● **Task details**:
Nothing but the lines from the start of the entries through the line containing "are read or" should appear in the answer, each given exactly.

########################################

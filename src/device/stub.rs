//! In-memory engine backend
//!
//! Mints opaque handles and tracks their lifetimes without touching a real
//! GPU. Backs the CLI demo and the test suite; fault injection makes the
//! failure paths reachable deterministically. No pixels are read or
//! written.

use std::collections::{HashMap, HashSet};
use std::sync::atomic::{AtomicU64, Ordering};
use std::sync::Arc;

use parking_lot::Mutex;

use crate::device::{
    ContentDescription, DeviceId, DeviceKind, EnumeratorHandle, FormatSupport, ProcessorHandle,
    SurfaceDescription, SurfaceHandle, VideoEngine, ViewHandle,
};
use crate::error::{Error, Result};
use crate::types::SurfaceFormat;

const E_INVALIDARG: i32 = 0x8007_0057u32 as i32;

static NEXT_DEVICE_ID: AtomicU64 = AtomicU64::new(1);

/// Engine entry points that can be made to fail
#[derive(Debug, Clone, Copy, PartialEq, Eq, Hash)]
pub enum StubCall {
    CreateEnumerator,
    CheckFormat,
    CreateProcessor,
    CreateSurface,
    CreateInputView,
    CreateOutputView,
    Blit,
}

impl StubCall {
    fn name(&self) -> &'static str {
        match self {
            StubCall::CreateEnumerator => "CreateVideoProcessorEnumerator",
            StubCall::CheckFormat => "CheckVideoProcessorFormat",
            StubCall::CreateProcessor => "CreateVideoProcessor",
            StubCall::CreateSurface => "CreateTexture2D",
            StubCall::CreateInputView => "CreateVideoProcessorInputView",
            StubCall::CreateOutputView => "CreateVideoProcessorOutputView",
            StubCall::Blit => "VideoProcessorBlt",
        }
    }
}

/// Running totals of engine calls that succeeded
#[derive(Debug, Clone, Copy, PartialEq, Eq, Default)]
pub struct StubCounters {
    pub enumerators_created: u64,
    pub format_checks: u64,
    pub processors_created: u64,
    pub surfaces_created: u64,
    pub input_views_created: u64,
    pub output_views_created: u64,
    pub blits: u64,
}

struct ViewRecord {
    surface: u64,
    output: bool,
}

#[derive(Default)]
struct StubState {
    next_handle: u64,
    enumerators: HashMap<u64, ContentDescription>,
    processors: HashMap<u64, u64>,
    surfaces: HashMap<u64, SurfaceDescription>,
    views: HashMap<u64, ViewRecord>,
    counters: StubCounters,
    fail_next: Option<(StubCall, i32)>,
    unsupported_outputs: HashSet<SurfaceFormat>,
}

impl StubState {
    fn mint(&mut self) -> u64 {
        self.next_handle += 1;
        self.next_handle
    }

    fn trip(&mut self, call: StubCall) -> Result<()> {
        if let Some((armed, code)) = self.fail_next {
            if armed == call {
                self.fail_next = None;
                return Err(Error::External {
                    call: call.name(),
                    code,
                });
            }
        }
        Ok(())
    }
}

/// In-memory [`VideoEngine`] implementation
pub struct StubEngine {
    id: DeviceId,
    kind: DeviceKind,
    state: Mutex<StubState>,
}

impl StubEngine {
    pub fn new() -> Arc<Self> {
        Self::with_kind(DeviceKind::Stub)
    }

    /// Create a stub that reports a specific device kind
    pub fn with_kind(kind: DeviceKind) -> Arc<Self> {
        Arc::new(Self {
            id: DeviceId(NEXT_DEVICE_ID.fetch_add(1, Ordering::Relaxed)),
            kind,
            state: Mutex::new(StubState::default()),
        })
    }

    /// Make the next matching engine call fail with the given status code
    pub fn fail_next(&self, call: StubCall, code: i32) {
        self.state.lock().fail_next = Some((call, code));
    }

    /// Report a format as unusable for conversion output
    pub fn mark_output_unsupported(&self, format: SurfaceFormat) {
        self.state.lock().unsupported_outputs.insert(format);
    }

    pub fn counters(&self) -> StubCounters {
        self.state.lock().counters
    }

    pub fn live_enumerators(&self) -> usize {
        self.state.lock().enumerators.len()
    }

    pub fn live_processors(&self) -> usize {
        self.state.lock().processors.len()
    }

    pub fn live_surfaces(&self) -> usize {
        self.state.lock().surfaces.len()
    }

    pub fn live_views(&self) -> usize {
        self.state.lock().views.len()
    }
}

impl VideoEngine for StubEngine {
    fn kind(&self) -> DeviceKind {
        self.kind
    }

    fn device_id(&self) -> DeviceId {
        self.id
    }

    fn create_enumerator(&self, desc: &ContentDescription) -> Result<EnumeratorHandle> {
        let mut state = self.state.lock();
        state.trip(StubCall::CreateEnumerator)?;
        if desc.input.pixels() == 0 || desc.output.pixels() == 0 {
            return Err(Error::External {
                call: StubCall::CreateEnumerator.name(),
                code: E_INVALIDARG,
            });
        }
        let handle = state.mint();
        state.enumerators.insert(handle, *desc);
        state.counters.enumerators_created += 1;
        tracing::trace!(handle, input = %desc.input, output = %desc.output, "enumerator created");
        Ok(EnumeratorHandle(handle))
    }

    fn check_format(
        &self,
        enumerator: EnumeratorHandle,
        format: SurfaceFormat,
    ) -> Result<FormatSupport> {
        let mut state = self.state.lock();
        state.trip(StubCall::CheckFormat)?;
        if !state.enumerators.contains_key(&enumerator.0) {
            return Err(Error::External {
                call: StubCall::CheckFormat.name(),
                code: E_INVALIDARG,
            });
        }
        state.counters.format_checks += 1;
        Ok(FormatSupport {
            input: true,
            output: !state.unsupported_outputs.contains(&format),
        })
    }

    fn create_processor(&self, enumerator: EnumeratorHandle) -> Result<ProcessorHandle> {
        let mut state = self.state.lock();
        state.trip(StubCall::CreateProcessor)?;
        if !state.enumerators.contains_key(&enumerator.0) {
            return Err(Error::External {
                call: StubCall::CreateProcessor.name(),
                code: E_INVALIDARG,
            });
        }
        let handle = state.mint();
        state.processors.insert(handle, enumerator.0);
        state.counters.processors_created += 1;
        Ok(ProcessorHandle(handle))
    }

    fn create_surface(&self, desc: &SurfaceDescription) -> Result<SurfaceHandle> {
        let mut state = self.state.lock();
        state.trip(StubCall::CreateSurface)?;
        if desc.resolution.pixels() == 0 || desc.array_layers == 0 {
            return Err(Error::External {
                call: StubCall::CreateSurface.name(),
                code: E_INVALIDARG,
            });
        }
        let handle = state.mint();
        state.surfaces.insert(handle, *desc);
        state.counters.surfaces_created += 1;
        Ok(SurfaceHandle(handle))
    }

    fn create_input_view(
        &self,
        enumerator: EnumeratorHandle,
        surface: SurfaceHandle,
        array_slice: u32,
    ) -> Result<ViewHandle> {
        let mut state = self.state.lock();
        state.trip(StubCall::CreateInputView)?;
        let valid = state.enumerators.contains_key(&enumerator.0)
            && state
                .surfaces
                .get(&surface.0)
                .is_some_and(|desc| array_slice < desc.array_layers);
        if !valid {
            return Err(Error::External {
                call: StubCall::CreateInputView.name(),
                code: E_INVALIDARG,
            });
        }
        let handle = state.mint();
        state.views.insert(
            handle,
            ViewRecord {
                surface: surface.0,
                output: false,
            },
        );
        state.counters.input_views_created += 1;
        Ok(ViewHandle(handle))
    }

    fn create_output_view(
        &self,
        enumerator: EnumeratorHandle,
        surface: SurfaceHandle,
        array_slice: u32,
    ) -> Result<ViewHandle> {
        let mut state = self.state.lock();
        state.trip(StubCall::CreateOutputView)?;
        let valid = state.enumerators.contains_key(&enumerator.0)
            && state
                .surfaces
                .get(&surface.0)
                .is_some_and(|desc| array_slice < desc.array_layers);
        if !valid {
            return Err(Error::External {
                call: StubCall::CreateOutputView.name(),
                code: E_INVALIDARG,
            });
        }
        let handle = state.mint();
        state.views.insert(
            handle,
            ViewRecord {
                surface: surface.0,
                output: true,
            },
        );
        state.counters.output_views_created += 1;
        Ok(ViewHandle(handle))
    }

    fn blit(
        &self,
        processor: ProcessorHandle,
        output: ViewHandle,
        input: ViewHandle,
    ) -> Result<()> {
        let mut state = self.state.lock();
        state.trip(StubCall::Blit)?;
        let valid = state.processors.contains_key(&processor.0)
            && state.views.get(&output.0).is_some_and(|v| v.output)
            && state.views.get(&input.0).is_some_and(|v| !v.output)
            && state.views[&output.0].surface != state.views[&input.0].surface;
        if !valid {
            return Err(Error::External {
                call: StubCall::Blit.name(),
                code: E_INVALIDARG,
            });
        }
        state.counters.blits += 1;
        Ok(())
    }

    fn release_enumerator(&self, handle: EnumeratorHandle) {
        if self.state.lock().enumerators.remove(&handle.0).is_none() {
            tracing::warn!(?handle, "release of unknown enumerator");
        }
    }

    fn release_processor(&self, handle: ProcessorHandle) {
        if self.state.lock().processors.remove(&handle.0).is_none() {
            tracing::warn!(?handle, "release of unknown processor");
        }
    }

    fn release_surface(&self, handle: SurfaceHandle) {
        if self.state.lock().surfaces.remove(&handle.0).is_none() {
            tracing::warn!(?handle, "release of unknown surface");
        }
    }

    fn release_view(&self, handle: ViewHandle) {
        if self.state.lock().views.remove(&handle.0).is_none() {
            tracing::warn!(?handle, "release of unknown view");
        }
    }
}

#[cfg(test)]
mod tests {
    use super::*;
    use crate::types::{Framerate, Resolution};

    fn desc() -> ContentDescription {
        ContentDescription {
            input: Resolution::FHD_1080P,
            output: Resolution::new(960, 540),
            input_rate: Framerate::FPS_60,
            output_rate: Framerate::FPS_60,
            layout: Default::default(),
            usage: Default::default(),
        }
    }

    #[test]
    fn test_fail_injection_trips_once() {
        let stub = StubEngine::new();
        stub.fail_next(StubCall::CreateEnumerator, 0x8000_4005u32 as i32);

        let err = stub.create_enumerator(&desc()).unwrap_err();
        assert!(err.is_external());

        // The injection is consumed; the next call succeeds.
        assert!(stub.create_enumerator(&desc()).is_ok());
        assert_eq!(stub.counters().enumerators_created, 1);
    }

    #[test]
    fn test_views_require_known_enumerator_and_surface() {
        let stub = StubEngine::new();
        let surface = stub
            .create_surface(&SurfaceDescription {
                resolution: Resolution::FHD_1080P,
                format: SurfaceFormat::Nv12,
                array_layers: 2,
            })
            .unwrap();

        let err = stub
            .create_input_view(EnumeratorHandle(999), surface, 0)
            .unwrap_err();
        assert!(err.is_external());

        let enumerator = stub.create_enumerator(&desc()).unwrap();
        // Slice index past the end of the array is rejected.
        assert!(stub.create_input_view(enumerator, surface, 2).is_err());
        assert!(stub.create_input_view(enumerator, surface, 1).is_ok());
    }

    #[test]
    fn test_blit_checks_view_direction() {
        let stub = StubEngine::new();
        let enumerator = stub.create_enumerator(&desc()).unwrap();
        let processor = stub.create_processor(enumerator).unwrap();
        let src = stub
            .create_surface(&SurfaceDescription {
                resolution: Resolution::FHD_1080P,
                format: SurfaceFormat::Nv12,
                array_layers: 1,
            })
            .unwrap();
        let dst = stub
            .create_surface(&SurfaceDescription {
                resolution: Resolution::new(960, 540),
                format: SurfaceFormat::Nv12,
                array_layers: 1,
            })
            .unwrap();

        let input = stub.create_input_view(enumerator, src, 0).unwrap();
        let output = stub.create_output_view(enumerator, dst, 0).unwrap();

        assert!(stub.blit(processor, output, input).is_ok());
        // Swapped views are rejected.
        assert!(stub.blit(processor, input, output).is_err());
        assert_eq!(stub.counters().blits, 1);
    }

    #[test]
    fn test_distinct_device_ids() {
        let a = StubEngine::new();
        let b = StubEngine::new();
        assert_ne!(a.device_id(), b.device_id());
    }
}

########################################

● **Answer box**:
filename src/device/stub.rs
//! In-memory engine backend
//!
//! Mints opaque handles and tracks their lifetimes without touching a real
//! GPU. Backs the CLI demo and the test suite; fault injection makes the
//! failure paths reachable deterministically. No pixels are read or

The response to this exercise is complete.